Trousered Apes

“We make men without chests and expect of them virtue and enterprise. We laugh at honour and are shocked to find traitors in our midst. We castrate and bid the geldings be fruitful.”

– CS Lewis

This is a quote that I have been seeing and hearing more and more lately. It dumbfounds me every time I hear it. “We make men without chests and expect of them virtue and enterprise.” Truer words have not been spoken in relation to the supposed “men” of today. It is especially interesting to think that CS Lewis spoke this way at a time that nearly everyone today would consider to have had great men. Men with chests so to speak. He would be greatly disappointed to see his warnings were not heeded.

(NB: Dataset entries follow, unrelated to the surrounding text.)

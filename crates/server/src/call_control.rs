//! Carrier call control
//!
//! Transfer and hangup are REST calls against the carrier's call-control
//! API. Without a configured API the operations are logged and succeed,
//! which is only accepted outside strict environments.

use async_trait::async_trait;
use serde::Serialize;
use std::time::Duration;

use voice_intake_config::TelephonyConfig;
use voice_intake_core::{CallControl, Error, Result};

use crate::ServerError;

const CALL_CONTROL_TIMEOUT: Duration = Duration::from_secs(5);

#[derive(Debug, Serialize)]
struct TransferRequest<'a> {
    #[serde(skip_serializing_if = "Option::is_none")]
    to: Option<&'a str>,
}

/// Call control over the carrier REST API
pub struct HttpCallControl {
    client: reqwest::Client,
    base_url: String,
    auth_token: Option<String>,
    transfer_number: Option<String>,
}

impl HttpCallControl {
    pub fn new(
        base_url: impl Into<String>,
        config: &TelephonyConfig,
    ) -> std::result::Result<Self, ServerError> {
        let client = reqwest::Client::builder()
            .timeout(CALL_CONTROL_TIMEOUT)
            .build()
            .map_err(|e| ServerError::CallControl(format!("Failed to create HTTP client: {}", e)))?;

        Ok(Self {
            client,
            base_url: base_url.into().trim_end_matches('/').to_string(),
            auth_token: config.auth_token.clone(),
            transfer_number: config.transfer_number.clone(),
        })
    }

    fn endpoint(&self, call_id: &str, action: &str) -> String {
        format!("{}/calls/{}/{}", self.base_url, call_id, action)
    }

    async fn post<T: Serialize + ?Sized>(&self, url: String, body: &T) -> Result<()> {
        let mut request = self.client.post(&url).json(body);
        if let Some(token) = &self.auth_token {
            request = request.bearer_auth(token);
        }

        let response = request
            .send()
            .await
            .map_err(|e| Error::Telephony(format!("{} failed: {}", url, e)))?;

        if !response.status().is_success() {
            return Err(Error::Telephony(format!(
                "{} returned {}",
                url,
                response.status()
            )));
        }
        Ok(())
    }
}

#[async_trait]
impl CallControl for HttpCallControl {
    async fn transfer_to_human(&self, call_id: &str) -> Result<()> {
        let body = TransferRequest {
            to: self.transfer_number.as_deref(),
        };
        self.post(self.endpoint(call_id, "transfer"), &body).await?;
        tracing::info!(call_id = %call_id, "Call transferred to human");
        Ok(())
    }

    async fn hangup(&self, call_id: &str) -> Result<()> {
        self.post(self.endpoint(call_id, "hangup"), &serde_json::json!({}))
            .await?;
        tracing::info!(call_id = %call_id, "Call hung up");
        Ok(())
    }
}

/// Stand-in when no call-control API is configured
#[derive(Debug, Default)]
pub struct LoggingCallControl;

#[async_trait]
impl CallControl for LoggingCallControl {
    async fn transfer_to_human(&self, call_id: &str) -> Result<()> {
        tracing::warn!(call_id = %call_id, "No call-control API configured, transfer not performed");
        Ok(())
    }

    async fn hangup(&self, call_id: &str) -> Result<()> {
        tracing::warn!(call_id = %call_id, "No call-control API configured, hangup not performed");
        Ok(())
    }
}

What is the chest Mr. Lewis speaks of? Is he speaking of your physical chest? Obviously he can’t be. A man literally without a chest cannot live. Or at the very least cannot live independently enough to make his way in the world. Does he mean a small or weak pectoral? Perhaps. Lewis is speaking to a general condition of masculinity as a whole. The chest is symbolic of a man. His chest outwardly facing the world as he does. Facing it down and taming it. Men without masculinity lack virtue and drive. Much of a man is his enterprising drive to provide and protect. Virtuous men are those who exhibit excellence in morality. The word virtue itself coming from the Latin word meaning man. Emasculated men lack their morality and their drive towards morality.

Today’s “men” have no time for virtue. They are only concerned with themselves. How will they be able to make the best life for themselves. They as CS Lewis says laugh at honor. They mock their responsibilities to their own detriment and to the detriment of our society and culture. Not only do men allow this but our culture at large pushes this ludicrous idea.

“We castrate and bid the geldings be fruitful.” Our culture castrates men both figuratively and literally. All aspects castrate us. No longer will boys be boys. Boys will grow into men and oppress the weak therefore we mustn’t allow them to wrestle. The schools maintain a firm grip on boys. Women force boys to stay still when a boy’s body commands he move. They put boys on drugs to prevent what he ought to do and wonder why he is unable to function in day to day life. We expect boys to act as girls to the day he enters manhood and expect him to be able to act as such. All the while we are assaulted by various environmental factors including poor diet, pollution and plastics. Soy and sugar are injected into every food imagined and we are told it is healthy to eat such poisons.

Our men in the West have been completely subverted. We no longer know our place in this culture. Increasingly we are being left behind. To whither and die. We have forgotten what made our culture and society. I throughout my life have exemplified a “man without a chest.” This metaphor is exactly how I have been. I am fat, unhealthy, physically weak. My interests regularly were focused on things that don’t matter.

My understanding of this topic has been piqued largely by the birth of my son. I had seen how the culture has gone. Our culture of death propagated by men without chests continues to worsen. I see everything falling down around me as I sit and wonder where it all went. I will no longer be a man without a chest. I will be the man I needed as a boy to look up to for my son. Our culture will not continue without strong men. There is no political savior. We have a Savior. His name is Jesus Christ through Him we will become the men we were always meant to be. The stewards of this creation.

Lewis in an earlier section of his writing of the Abolition of Man also wrote, “What I have called (presuming on their concurrence in a certain traditional system of values) the ‘trousered ape’ and the ‘urban blockhead’ may be precisely the kind of man they really wish to produce.” His overall theory was of education leading us into this path. He thinks that it is possible that the specific gentlemen he was writing about were intentionally subverting boys. Lewis wrote that he doubted this hypothesis. My belief is that we have been intentionally raised as ‘trousered apes’ and ‘urban blockheads.’ There is no other way to see this at this point. As I continue to learn how we have been increasingly lied to I will continue to describe it. My first focus will be on my physical health. Only then can we begin to resolve the issue of education and soundness of mind.